We must found a Jewish state for all those Jews in Erest Yisrael who wish to live as a free people according to the Torah. We do not wish to coerce other Jews and non-Jews into observing bits and pieces of the Torah at the cost of earning their enmity. The basis should not be the grandiose vision of reishit tzmichat geulateinu because we are not there yet. A more modest basis is takanot kahal, the democratic organization of a community. The community of those Torah-observant Jews who choose to join will take upon themselves set up a state in part of Eretz Yisrael. The laws will be according to halacha. The security and police will operate according to halachic Jewish values: respect for kashrut, Shabbat, modesty, property, prayer. Marriage and divorce and conversion to Judaism will be based on examination of the ancestry of the people involved because the government-appointed Israeli Chief Rabbinate is not sufficiently independent to avoid registering non-Jews as Jews or making less than serious conversions. The economy will be run on the basis of modest consumption and the encouragement of agriculture and the fulfilling of the Torah's agricultural commandments. Such a state will underbid secular Israel and other countries for outsourcing jobs because of the ability to live on lower salaries. The Torah state will develop an arms industry free to deal with any friendly country without foreign aid.
The state of Israel will not give in so fast. But if they fight it, they will have more and more teshuva activists in the streets of Tel Aviv. Let the idea be heard.

4 comments:

Mottel said...

"I am proposing an alternative."
It already exists . . . it's called Chabad. :-)
This post goes right to the heart of the issue . . . if only it could be true. Yet I feel that save Moshiach, it won't be too easy.
Let him come and end the issue already.

therapydoc said...

Isn't this like the closed communities that already exist? Or are you saying they need to be in one place?

Daniel Greenfield said...

it's a reasonable position

I've always felt RTG was overblown and presumptuous, it's better to construct a working jewish state and worry about the implications later and that means mobilizing political efforts to maintain the jewish character of the state at a political level, a true jewish party

goyisherebbe said...

I'm not talking about sectarian or closed communities.
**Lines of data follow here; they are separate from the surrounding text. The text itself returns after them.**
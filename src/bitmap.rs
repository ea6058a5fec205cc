use egui::{ColorImage, Pos2, Vec2};
use futures::channel::oneshot;
use std::sync::Arc;
use std::sync::atomic::{AtomicUsize, Ordering};

use crate::error::ImageLoadError;

// Static counter for generating unique bitmap IDs
static NEXT_BITMAP_ID: AtomicUsize = AtomicUsize::new(1);

/// A decoded image, cheap to clone
#[derive(Clone)]
pub struct Bitmap {
    id: usize,
    pixels: Arc<ColorImage>,
}

impl std::fmt::Debug for Bitmap {
    fn fmt(&self, f: &mut std::fmt::Formatter<'_>) -> std::fmt::Result {
        f.debug_struct("Bitmap")
            .field("id", &self.id)
            .field("size", &self.pixels.size)
            .finish()
    }
}

impl PartialEq for Bitmap {
    fn eq(&self, other: &Self) -> bool {
        self.id == other.id
    }
}

impl Bitmap {
    pub fn new(pixels: ColorImage) -> Self {
        let id = NEXT_BITMAP_ID.fetch_add(1, Ordering::SeqCst);
        Self {
            id,
            pixels: Arc::new(pixels),
        }
    }

    pub fn id(&self) -> usize {
        self.id
    }

    pub fn pixels(&self) -> &ColorImage {
        &self.pixels
    }

    /// Pixels for uploading as a texture no wider or taller than `max_side`.
    ///
    /// Oversized images are scaled down keeping their aspect ratio; the
    /// bitmap still draws at its natural size.
    pub fn texture_image(&self, max_side: usize) -> ColorImage {
        let [width, height] = self.pixels.size;
        let longest = width.max(height);
        if longest <= max_side || max_side == 0 {
            return (*self.pixels).clone();
        }

        let scale = max_side as f64 / longest as f64;
        let fit = |side: usize| ((side as f64 * scale).round() as u32).clamp(1, max_side as u32);
        let (new_width, new_height) = (fit(width), fit(height));
        log::debug!(
            "Scaling {}x{} image to {}x{} to fit the texture limit",
            width, height, new_width, new_height
        );

        let rgba = image::RgbaImage::from_fn(width as u32, height as u32, |x, y| {
            image::Rgba(self.pixels.pixels[y as usize * width + x as usize].to_srgba_unmultiplied())
        });
        let scaled = image::imageops::resize(&rgba, new_width, new_height, image::imageops::FilterType::Triangle);
        ColorImage::from_rgba_unmultiplied([new_width as usize, new_height as usize], scaled.as_raw())
    }

    /// Natural size in surface units (one pixel per unit).
    pub fn size(&self) -> Vec2 {
        let [w, h] = self.pixels.size;
        Vec2::new(w as f32, h as f32)
    }
}

/// Decode encoded image bytes (PNG, JPEG, ...) into RGBA pixels.
pub fn decode_bitmap(bytes: &[u8]) -> Result<Bitmap, ImageLoadError> {
    let img = image::load_from_memory(bytes)?;
    let rgba = img.to_rgba8();
    let (width, height) = rgba.dimensions();
    if width == 0 || height == 0 {
        return Err(ImageLoadError::Empty { width, height });
    }

    log::debug!("Decoded image: {}x{}", width, height);
    let size = [width as usize, height as usize];
    Ok(Bitmap::new(ColorImage::from_rgba_unmultiplied(size, rgba.as_raw())))
}

pub async fn decode_bitmap_async(bytes: Vec<u8>) -> Result<Bitmap, ImageLoadError> {
    decode_bitmap(&bytes)
}

/// The uploaded image and where it currently sits on the surface
#[derive(Debug, Clone, PartialEq)]
pub struct SelectedImage {
    pub bitmap: Bitmap,
    pub position: Pos2,
}

impl SelectedImage {
    pub fn new(bitmap: Bitmap) -> Self {
        Self {
            bitmap,
            position: Pos2::ZERO,
        }
    }
}

type LoadResult = Result<Bitmap, ImageLoadError>;

/// Decodes images in the background and hands back the outcome.
///
/// Natively the decode runs on a worker thread. On wasm it is a local task on
/// the page's event loop: it runs after the current frame, still on the UI
/// thread.
///
/// Only the most recent load is tracked: starting a new one drops the
/// receiver of the previous load and its result is discarded.
#[derive(Default)]
pub struct ImageLoader {
    pending: Option<(String, oneshot::Receiver<LoadResult>)>,
}

impl ImageLoader {
    pub fn new() -> Self {
        Self::default()
    }

    pub fn is_loading(&self) -> bool {
        self.pending.is_some()
    }

    pub fn pending_name(&self) -> Option<&str> {
        self.pending.as_ref().map(|(name, _)| name.as_str())
    }

    pub fn start(&mut self, name: String, bytes: Vec<u8>) {
        log::info!("Loading image {} ({} bytes)", name, bytes.len());
        let (tx, rx) = oneshot::channel();
        spawn(async move {
            // The receiver is gone if a newer load replaced this one
            let _ = tx.send(decode_bitmap_async(bytes).await);
        });
        if let Some((old, _)) = self.pending.replace((name, rx)) {
            log::debug!("Discarding pending load of {}", old);
        }
    }

    /// Returns the finished result once, or `None` while still decoding.
    pub fn poll(&mut self) -> Option<(String, LoadResult)> {
        let (_, rx) = self.pending.as_mut()?;
        let result = match rx.try_recv() {
            Ok(None) => return None,
            Ok(Some(result)) => result,
            Err(oneshot::Canceled) => Err(ImageLoadError::Cancelled),
        };
        self.pending.take().map(|(name, _)| (name, result))
    }
}

#[cfg(not(target_arch = "wasm32"))]
fn spawn<F>(future: F)
where
    F: std::future::Future<Output = ()> + Send + 'static,
{
    std::thread::spawn(move || futures::executor::block_on(future));
}

#[cfg(target_arch = "wasm32")]
fn spawn<F>(future: F)
where
    F: std::future::Future<Output = ()> + 'static,
{
    wasm_bindgen_futures::spawn_local(future);
}

#[cfg(test)]
mod tests {
    use super::*;
    use std::io::Cursor;

    fn png_bytes(width: u32, height: u32) -> Vec<u8> {
        let img = image::RgbaImage::from_pixel(width, height, image::Rgba([10, 20, 30, 255]));
        let mut bytes = Vec::new();
        img.write_to(&mut Cursor::new(&mut bytes), image::ImageFormat::Png).unwrap();
        bytes
    }

    #[test]
    fn test_decode_png() {
        let bitmap = decode_bitmap(&png_bytes(3, 2)).unwrap();
        assert_eq!(bitmap.size(), Vec2::new(3.0, 2.0));
        assert_eq!(bitmap.pixels().pixels[0], egui::Color32::from_rgb(10, 20, 30));
    }

    #[test]
    fn test_decode_garbage_fails() {
        let err = decode_bitmap(b"definitely not an image").unwrap_err();
        assert!(matches!(err, ImageLoadError::Decode(_)));
    }

    #[test]
    fn test_bitmap_ids_are_unique() {
        let a = decode_bitmap(&png_bytes(1, 1)).unwrap();
        let b = decode_bitmap(&png_bytes(1, 1)).unwrap();
        assert_ne!(a.id(), b.id());
        assert_eq!(a.clone(), a);
    }

    #[test]
    fn test_loader_delivers_result() {
        let mut loader = ImageLoader::new();
        assert!(loader.poll().is_none());

        loader.start("tiny.png".to_owned(), png_bytes(2, 2));
        assert!(loader.is_loading());
        assert_eq!(loader.pending_name(), Some("tiny.png"));

        let (name, result) = loop {
            if let Some(done) = loader.poll() {
                break done;
            }
            std::thread::yield_now();
        };
        assert_eq!(name, "tiny.png");
        assert!(result.is_ok());
        assert!(!loader.is_loading());
        assert!(loader.poll().is_none());
    }

    #[test]
    fn test_new_load_replaces_pending_one() {
        let mut loader = ImageLoader::new();
        loader.start("first.png".to_owned(), png_bytes(2, 2));
        loader.start("second.png".to_owned(), png_bytes(3, 3));
        assert_eq!(loader.pending_name(), Some("second.png"));

        let (name, result) = loop {
            if let Some(done) = loader.poll() {
                break done;
            }
            std::thread::yield_now();
        };
        assert_eq!(name, "second.png");
        assert_eq!(result.unwrap().size(), Vec2::new(3.0, 3.0));

        // The first result never shows up
        assert!(!loader.is_loading());
        assert!(loader.poll().is_none());
    }

    #[test]
    fn test_texture_image_fits_limit() {
        let bitmap = Bitmap::new(ColorImage::new([40, 10], egui::Color32::RED));
        assert_eq!(bitmap.texture_image(64).size, [40, 10]);

        let scaled = bitmap.texture_image(20);
        assert_eq!(scaled.size, [20, 5]);
        assert_eq!(scaled.pixels[0], egui::Color32::RED);
    }
}
use egui::{Pos2, Rect, pos2};
use std::f32::consts::{FRAC_PI_2, TAU};

/// Number of line segments used when an arc is flattened for rendering
const ARC_SEGMENTS: usize = 64;

/// One piece of a path, in surface coordinates
#[derive(Debug, Clone, PartialEq)]
pub enum PathElement {
    Polyline { points: Vec<Pos2>, closed: bool },
    Arc { center: Pos2, radius: f32, start_angle: f32, end_angle: f32 },
    Rect(Rect),
}

impl PathElement {
    fn bounds(&self) -> Rect {
        match self {
            PathElement::Polyline { points, .. } => Rect::from_points(points),
            PathElement::Arc { center, radius, start_angle, end_angle } => {
                let point_at = |angle: f32| {
                    pos2(center.x + radius * angle.cos(), center.y + radius * angle.sin())
                };
                let mut points = vec![point_at(*start_angle), point_at(*end_angle)];
                // Add every axis extreme the sweep passes through
                let mut quarter = (start_angle / FRAC_PI_2).ceil() * FRAC_PI_2;
                while quarter <= *end_angle {
                    points.push(point_at(quarter));
                    quarter += FRAC_PI_2;
                }
                Rect::from_points(&points)
            }
            PathElement::Rect(rect) => *rect,
        }
    }

    /// Flatten into a point list plus a closed flag.
    pub fn flatten(&self) -> (Vec<Pos2>, bool) {
        match self {
            PathElement::Polyline { points, closed } => (points.clone(), *closed),
            PathElement::Arc { center, radius, start_angle, end_angle } => {
                let sweep = end_angle - start_angle;
                let full_turn = sweep.abs() >= TAU;
                let points = (0..=ARC_SEGMENTS)
                    .map(|i| {
                        let angle = start_angle + sweep * i as f32 / ARC_SEGMENTS as f32;
                        pos2(center.x + radius * angle.cos(), center.y + radius * angle.sin())
                    })
                    .collect();
                (points, full_turn)
            }
            PathElement::Rect(rect) => (
                vec![rect.left_top(), rect.right_top(), rect.right_bottom(), rect.left_bottom()],
                true,
            ),
        }
    }
}

/// A stroked outline made of polylines, arcs and rectangles.
#[derive(Debug, Clone, Default, PartialEq)]
pub struct Path {
    elements: Vec<PathElement>,
}

impl Path {
    pub fn builder() -> PathBuilder {
        PathBuilder::default()
    }

    /// A single straight segment.
    pub fn line(from: Pos2, to: Pos2) -> Self {
        let mut builder = Self::builder();
        builder.move_to(from).line_to(to);
        builder.build()
    }

    pub fn elements(&self) -> &[PathElement] {
        &self.elements
    }

    pub fn is_empty(&self) -> bool {
        self.elements.is_empty()
    }

    /// Bounding rectangle of the geometry (ignores stroke width).
    pub fn bounds(&self) -> Rect {
        self.elements
            .iter()
            .map(PathElement::bounds)
            .fold(Rect::NOTHING, |acc, r| acc.union(r))
    }
}

/// Builds a [`Path`] with the move-to / line-to / close vocabulary of a 2D canvas.
#[derive(Debug, Default)]
pub struct PathBuilder {
    elements: Vec<PathElement>,
    current: Option<Vec<Pos2>>,
}

impl PathBuilder {
    fn flush(&mut self, closed: bool) {
        if let Some(points) = self.current.take() {
            if !points.is_empty() {
                self.elements.push(PathElement::Polyline { points, closed });
            }
        }
    }

    pub fn move_to(&mut self, pos: Pos2) -> &mut Self {
        self.flush(false);
        self.current = Some(vec![pos]);
        self
    }

    /// On an empty subpath this behaves like `move_to`.
    pub fn line_to(&mut self, pos: Pos2) -> &mut Self {
        self.current.get_or_insert_with(Vec::new).push(pos);
        self
    }

    pub fn close_path(&mut self) -> &mut Self {
        let start = self.current.as_ref().and_then(|points| points.first().copied());
        self.flush(true);
        // A new subpath starts where the closed one began
        self.current = start.map(|pos| vec![pos]);
        self
    }

    pub fn arc(&mut self, center: Pos2, radius: f32, start_angle: f32, end_angle: f32) -> &mut Self {
        self.flush(false);
        self.elements.push(PathElement::Arc { center, radius, start_angle, end_angle });
        self
    }

    pub fn rect(&mut self, rect: Rect) -> &mut Self {
        self.flush(false);
        self.elements.push(PathElement::Rect(rect));
        self
    }

    pub fn build(mut self) -> Path {
        self.flush(false);
        // A lone point left over from close_path draws nothing
        self.elements.retain(|el| !matches!(el, PathElement::Polyline { points, closed: false } if points.len() < 2));
        Path { elements: self.elements }
    }
}

#[cfg(test)]
mod tests {
    use super::*;
    use egui::vec2;

    #[test]
    fn test_line_to_on_empty_path_starts_subpath() {
        let mut builder = Path::builder();
        builder.line_to(pos2(1.0, 1.0)).line_to(pos2(5.0, 1.0));
        let path = builder.build();
        assert_eq!(
            path.elements(),
            &[PathElement::Polyline { points: vec![pos2(1.0, 1.0), pos2(5.0, 1.0)], closed: false }]
        );
    }

    #[test]
    fn test_close_path_marks_polyline_closed() {
        let mut builder = Path::builder();
        builder.move_to(pos2(0.0, 0.0)).line_to(pos2(10.0, 0.0)).line_to(pos2(0.0, 10.0)).close_path();
        let path = builder.build();
        assert_eq!(path.elements().len(), 1);
        assert!(matches!(&path.elements()[0], PathElement::Polyline { closed: true, .. }));
    }

    #[test]
    fn test_full_arc_bounds() {
        let mut builder = Path::builder();
        builder.arc(pos2(100.0, 100.0), 50.0, 0.0, TAU);
        let bounds = builder.build().bounds();
        assert!((bounds.min.x - 50.0).abs() < 1e-3);
        assert!((bounds.min.y - 50.0).abs() < 1e-3);
        assert!((bounds.max.x - 150.0).abs() < 1e-3);
        assert!((bounds.max.y - 150.0).abs() < 1e-3);
    }

    #[test]
    fn test_rect_flattens_to_closed_quad() {
        let rect = Rect::from_min_size(pos2(5.0, 5.0), vec2(10.0, 20.0));
        let (points, closed) = PathElement::Rect(rect).flatten();
        assert!(closed);
        assert_eq!(points.len(), 4);
        assert_eq!(points[2], pos2(15.0, 25.0));
    }

    #[test]
    fn test_empty_path_bounds_are_nothing() {
        let path = Path::default();
        assert!(path.is_empty());
        assert!(!path.bounds().is_positive());
    }
}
I'm talking about political autonomy or sovereignty. The fact is that the instruments of Torah law had more clout in the pre-emancipation ghettos than they have now. My fear is that our internal enemies, the self-hating Jews, may succeed in destroying Israel before birthrate + kiruv succeeds in passing the tipping point and we have a change of regime. Even when we reach a majority, we will be gentlemanly about it and it will take longer. This is a proposed solution which would allow Torah Jews (and whoever supports them) to take destiny into their hands without imposing our values on those who have not yet accepted them. A Torah state, say, like Beitar writ large, could give the non-religious Jew the vision to see that it works.